As you process the experience of being a victim, you are likely to start seeing opportunities to recognize and remember your empowerment and responsibility. We start to see how we may have allowed, participated or even created the victim experience. This is extremely difficult to hear for people who are deeply attached to their victim story, before they have forgiven the perpetrator in their experience.

When people are not ready to hear about their responsibility, what they usually need is space to express the reality and gravity of their victim experience. Their inner child is wounded and needs care. This does not mean for us to hold weak boundaries with them. This also doesn’t make us responsible for helping them heal. As we heal, we recognize more and more of our personal responsibility.

Personal Responsibility

Responsibility means the ability to respond. We can respond by offering to hold space, or we can respond by compassionately walking away or asking for space.

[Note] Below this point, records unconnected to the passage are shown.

//! Opening-hours evaluation for the directory's schedule text.
//!
//! Schedules are `;`-separated clauses of the form `DAYS:HH:MM-HH:MM`, for
//! example `"L-V: 07:00-22:00; S: 08:00-14:00"`. A `24H` token anywhere in the
//! text means the station never closes.
//!
//! Day specs are matched by literal character containment against the
//! Spanish day initial of the evaluated instant. Ranges are not expanded, so
//! `L-V` matches Monday and Friday only.

use chrono::{Datelike, NaiveDateTime, Timelike, Weekday};

/// Marker for stations open around the clock.
pub const ALWAYS_OPEN: &str = "24H";

/// Spanish single-letter initial used by the directory for a weekday.
#[must_use]
pub fn day_code(weekday: Weekday) -> char {
    match weekday {
        Weekday::Mon => 'L',
        Weekday::Tue => 'M',
        Weekday::Wed => 'X',
        Weekday::Thu => 'J',
        Weekday::Fri => 'V',
        Weekday::Sat => 'S',
        Weekday::Sun => 'D',
    }
}

/// Encode a time of day as `hour * 100 + minute` (13:30 is `1330`).
#[must_use]
pub fn hhmm(instant: NaiveDateTime) -> u32 {
    instant.hour() * 100 + instant.minute()
}

#[derive(Debug, Clone, PartialEq, Eq)]
/// One `DAYS:OPEN-CLOSE` clause of a schedule.
pub struct ScheduleClause {
    /// Raw day spec, e.g. `"L-V"`.
    pub days: String,
    /// Opening time in HHMM encoding.
    pub open: u32,
    /// Closing time in HHMM encoding, inclusive.
    pub close: u32,
}

impl ScheduleClause {
    /// Parse a single clause, returning `None` when it is malformed.
    #[must_use]
    pub fn parse(clause: &str) -> Option<Self> {
        let (days, hours) = clause.trim().split_once(':')?;
        let mut bounds = hours.split('-');
        let open = bounds.next()?;
        let close = bounds.next()?;
        Some(Self {
            days: days.trim().to_owned(),
            open: parse_hhmm(open)?,
            close: parse_hhmm(close)?,
        })
    }

    /// Whether the day spec literally contains `day`.
    #[must_use]
    pub fn applies_to(&self, day: char) -> bool {
        self.days.contains(day)
    }

    /// Whether `time` (HHMM) lies within the opening hours, both ends inclusive.
    #[must_use]
    pub fn covers(&self, time: u32) -> bool {
        (self.open..=self.close).contains(&time)
    }
}

/// Read the leading digits of a bound once colons are removed, so that
/// `"14:00 y 16:00"` yields `1400`.
fn parse_hhmm(raw: &str) -> Option<u32> {
    let digits: String = raw
        .replace(':', "")
        .trim_start()
        .chars()
        .take_while(char::is_ascii_digit)
        .collect();
    digits.parse().ok()
}

/// Parse every well-formed clause of a schedule, skipping malformed ones.
pub fn clauses(schedule: &str) -> impl Iterator<Item = ScheduleClause> + '_ {
    schedule.split(';').filter_map(|raw| {
        let clause = ScheduleClause::parse(raw);
        if clause.is_none() && !raw.trim().is_empty() {
            tracing::trace!(clause = raw.trim(), "skipping malformed schedule clause");
        }
        clause
    })
}

/// Decide whether a station with the given schedule is open at `now`.
#[must_use]
pub fn is_open_now(schedule: &str, now: NaiveDateTime) -> bool {
    if schedule.contains(ALWAYS_OPEN) {
        return true;
    }

    let today = day_code(now.weekday());
    let time = hhmm(now);

    clauses(schedule).any(|clause| clause.applies_to(today) && clause.covers(time))
}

There are many ways to respond, as long as we are aware of them.

Suffering sucks. However, it is not our responsibility to save anyone. Of course we may choose to offer help in a way we imagine would be effective, but I see no moral *obligation* to rescue another who chooses to stay stuck in suffering. Of course there is an impact to whatever our choice may be.

The more deeply we heal, the more deeply we feel, and the more poignant the suffering of others becomes to us because we sense more clearly through the illusion that they are separate from ourselves. In other words, we see them as other-selves, as ourselves, as not separate from ourselves. This, for me, has helped open my heart and inspire passionate empathy for the state and condition of those who suffer around me, and increasingly so, I want so much to help alleviate the suffering, as if my own arm or heart is crying out in pain when I feel the suffering of my other-selves.

You ALWAYS Have A Choice

What I invite you to recognize here is that you ALWAYS have a choice. I offer the perspective that there is no situation where you are truly a victim unless you believe that you are.

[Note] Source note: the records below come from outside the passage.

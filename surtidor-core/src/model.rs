//! Domain data structures for provinces, municipalities, fuel types, stations,
//! and the user's current selection.

use std::fmt;

use serde::{Deserialize, Deserializer, Serialize};

#[derive(Debug, Clone, PartialEq, Eq, Hash, Serialize, Deserialize)]
/// Identifier for a province in the fuel-price directory.
pub struct ProvinceId(pub String);

#[derive(Debug, Clone, PartialEq, Eq, Hash, Serialize, Deserialize)]
/// Identifier for a municipality in the fuel-price directory.
pub struct MunicipalityId(pub String);

#[derive(Debug, Clone, PartialEq, Eq, Hash, Serialize, Deserialize)]
/// Identifier for a fuel product (diesel, unleaded 95, ...).
pub struct FuelTypeId(pub String);

impl FuelTypeId {
    /// Whether the identifier carries no value.
    #[must_use]
    pub fn is_empty(&self) -> bool {
        self.0.trim().is_empty()
    }
}

macro_rules! display_id {
    ($($id:ty),+) => {
        $(impl fmt::Display for $id {
            fn fmt(&self, formatter: &mut fmt::Formatter<'_>) -> fmt::Result {
                formatter.write_str(&self.0)
            }
        })+
    };
}

display_id!(ProvinceId, MunicipalityId, FuelTypeId);

#[derive(Debug, Clone, PartialEq, Eq, Serialize, Deserialize)]
/// Province catalog entry.
pub struct Province {
    /// Directory identifier.
    pub id: ProvinceId,
    /// Display name.
    pub name: String,
}

#[derive(Debug, Clone, PartialEq, Eq, Serialize, Deserialize)]
/// Municipality catalog entry.
pub struct Municipality {
    /// Directory identifier.
    pub id: MunicipalityId,
    /// Display name.
    pub name: String,
    /// Province the municipality belongs to.
    pub province: ProvinceId,
}

#[derive(Debug, Clone, PartialEq, Eq, Serialize, Deserialize)]
/// Fuel product catalog entry.
pub struct FuelType {
    /// Directory identifier.
    pub id: FuelTypeId,
    /// Display name.
    pub name: String,
}

#[derive(Debug, Clone, PartialEq, Eq, Serialize)]
/// Price text as published by the directory, e.g. `"1,459"`.
///
/// Never empty: blank source values become `None` on the station instead.
pub struct Price(String);

impl Price {
    /// Wrap a price text, returning `None` when it is blank.
    #[must_use]
    pub fn new(raw: &str) -> Option<Self> {
        let trimmed = raw.trim();
        (!trimmed.is_empty()).then(|| Self(trimmed.to_owned()))
    }

    /// The price exactly as published.
    #[must_use]
    pub fn as_str(&self) -> &str {
        &self.0
    }

    /// Numeric value, reading `,` as the decimal separator.
    #[must_use]
    pub fn value(&self) -> Option<f64> {
        self.0.replace(',', ".").parse().ok()
    }
}

impl fmt::Display for Price {
    fn fmt(&self, formatter: &mut fmt::Formatter<'_>) -> fmt::Result {
        formatter.write_str(&self.0)
    }
}

/// Deserialize an optional price, mapping missing, `null` and blank text to `None`.
///
/// # Errors
///
/// Returns the deserializer's error when the value is neither text nor `null`.
pub fn deserialize_optional_price<'de, D>(deserializer: D) -> Result<Option<Price>, D::Error>
where
    D: Deserializer<'de>,
{
    let raw = Option::<String>::deserialize(deserializer)?;
    Ok(raw.as_deref().and_then(Price::new))
}

#[derive(Debug, Clone, PartialEq, Eq, Serialize, Deserialize)]
/// Gas station returned by a station-price listing.
pub struct Station {
    /// Brand or sign shown at the station.
    pub name: String,
    /// Street address.
    pub address: String,
    /// Municipality name.
    pub municipality: String,
    /// Province name.
    pub province: String,
    /// Opening-hours text, e.g. `"L-V: 07:00-22:00; S: 08:00-14:00"`.
    pub schedule: String,
    /// Price of the queried fuel type; `None` when the station does not sell it.
    #[serde(default, deserialize_with = "deserialize_optional_price")]
    pub price: Option<Price>,
}

impl Station {
    /// Whether the station carries a price for the queried fuel type.
    #[must_use]
    pub fn sells_fuel(&self) -> bool {
        self.price.is_some()
    }
}

#[derive(Debug, Clone, Default, PartialEq, Eq)]
/// Snapshot of the user's cascading filter choices.
///
/// Transitions return a new value; a municipality can only be chosen once a
/// province is, and a fuel type only once a municipality is.
pub struct Selection {
    province: Option<ProvinceId>,
    municipality: Option<MunicipalityId>,
    fuel_type: Option<FuelTypeId>,
    open_now_only: bool,
}

impl Selection {
    /// Select a province, discarding the municipality chosen for the previous one.
    #[must_use]
    pub fn with_province(self, province: ProvinceId) -> Self {
        Self {
            province: Some(province),
            municipality: None,
            ..self
        }
    }

    /// Select a municipality. Ignored while no province is selected.
    #[must_use]
    pub fn with_municipality(self, municipality: MunicipalityId) -> Self {
        if self.province.is_none() {
            return self;
        }
        Self {
            municipality: Some(municipality),
            ..self
        }
    }

    /// Select a fuel type. Ignored while no municipality is selected.
    #[must_use]
    pub fn with_fuel_type(self, fuel_type: FuelTypeId) -> Self {
        if self.municipality.is_none() {
            return self;
        }
        Self {
            fuel_type: Some(fuel_type),
            ..self
        }
    }

    /// Restrict (or stop restricting) results to stations open right now.
    #[must_use]
    pub fn with_open_now_only(self, open_now_only: bool) -> Self {
        Self {
            open_now_only,
            ..self
        }
    }

    /// Selected province.
    #[must_use]
    pub fn province(&self) -> Option<&ProvinceId> {
        self.province.as_ref()
    }

    /// Selected municipality.
    #[must_use]
    pub fn municipality(&self) -> Option<&MunicipalityId> {
        self.municipality.as_ref()
    }

    /// Selected fuel type, hidden while no municipality is selected.
    #[must_use]
    pub fn fuel_type(&self) -> Option<&FuelTypeId> {
        self.municipality.as_ref().and(self.fuel_type.as_ref())
    }

    /// Whether only currently open stations are wanted.
    #[must_use]
    pub fn open_now_only(&self) -> bool {
        self.open_now_only
    }

    /// Parameters for a station listing, present once every level is selected.
    #[must_use]
    pub fn station_query(&self) -> Option<(&MunicipalityId, &FuelTypeId)> {
        self.province.as_ref()?;
        let municipality = self.municipality.as_ref()?;
        let fuel_type = self.fuel_type.as_ref().filter(|id| !id.is_empty())?;
        Some((municipality, fuel_type))
    }
}

#[cfg(test)]
mod tests {
    use super::*;

    fn complete_selection() -> Selection {
        Selection::default()
            .with_province(ProvinceId("28".into()))
            .with_municipality(MunicipalityId("4354".into()))
            .with_fuel_type(FuelTypeId("4".into()))
    }

    #[test]
    fn municipality_requires_province() {
        let selection = Selection::default().with_municipality(MunicipalityId("4354".into()));
        assert_eq!(selection.municipality(), None, "municipality accepted without province");
    }

    #[test]
    fn fuel_type_requires_municipality() {
        let selection = Selection::default()
            .with_province(ProvinceId("28".into()))
            .with_fuel_type(FuelTypeId("4".into()));
        assert_eq!(selection.fuel_type(), None, "fuel type accepted without municipality");
    }

    #[test]
    fn changing_province_resets_municipality() {
        let selection = complete_selection().with_province(ProvinceId("08".into()));
        assert_eq!(selection.municipality(), None, "municipality survived province change");
        assert_eq!(selection.station_query(), None, "query still complete");
    }

    #[test]
    fn fuel_type_is_hidden_until_municipality_is_chosen_again() {
        let selection = complete_selection().with_province(ProvinceId("08".into()));
        assert_eq!(selection.fuel_type(), None, "fuel type visible without municipality");

        let selection = selection.with_municipality(MunicipalityId("0193".into()));
        assert_eq!(
            selection.fuel_type(),
            Some(&FuelTypeId("4".into())),
            "fuel type not restored"
        );
    }

    #[test]
    fn station_query_needs_every_level() {
        let selection = complete_selection();
        let (municipality, fuel_type) = selection.station_query().expect("complete selection");
        assert_eq!(municipality.0, "4354", "wrong municipality");
        assert_eq!(fuel_type.0, "4", "wrong fuel type");
    }

    #[test]
    fn open_now_flag_does_not_touch_other_fields() {
        let selection = complete_selection().with_open_now_only(true);
        assert!(selection.open_now_only(), "flag not set");
        assert!(selection.station_query().is_some(), "query lost");
    }

    #[test]
    fn blank_price_text_is_absent() {
        assert_eq!(Price::new("   "), None, "blank price accepted");
        assert_eq!(Price::new("").map(|price| price.0), None, "empty price accepted");
    }

    #[test]
    fn zero_price_is_still_a_price() {
        let price = Price::new("0,000").expect("zero is a defined price");
        assert_eq!(price.value(), Some(0.0), "zero not parsed");
    }

    #[test]
    fn price_value_reads_decimal_comma() {
        let price = Price::new("1,459").expect("valid price");
        assert_eq!(price.as_str(), "1,459", "text not preserved");
        assert!(
            price.value().is_some_and(|value| (value - 1.459).abs() < 1e-9),
            "comma decimal not parsed"
        );
    }
}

Yes, the stakes are high and the pain may be excruciating, and, I ask you, is it possible that at some level of your Being that you are participating in the creation of this scenario?

We imagine that we are who we think we are and nothing more. We imagine that we are not so powerful. We turn our backs on the One Self, from whom we are never truly separate, that is, to the extent we indulge ourselves and deny Ourselves.

The way to remember, bit by bit, layer by layer and in due time, is to practice turning toward those parts of ourselves which imagine our Divinity to be not true. Those parts are in pain.

Do not condemn those parts of yourselves or others. Let them express themselves. Let those dark parts be transformed by the light of awareness. Recognize that these parts of ourselves are in pain to the extent which they deny their true Identity, as they continue to create and sustain the illusion, for as long as they can, that they are anything but What and Whom they really are.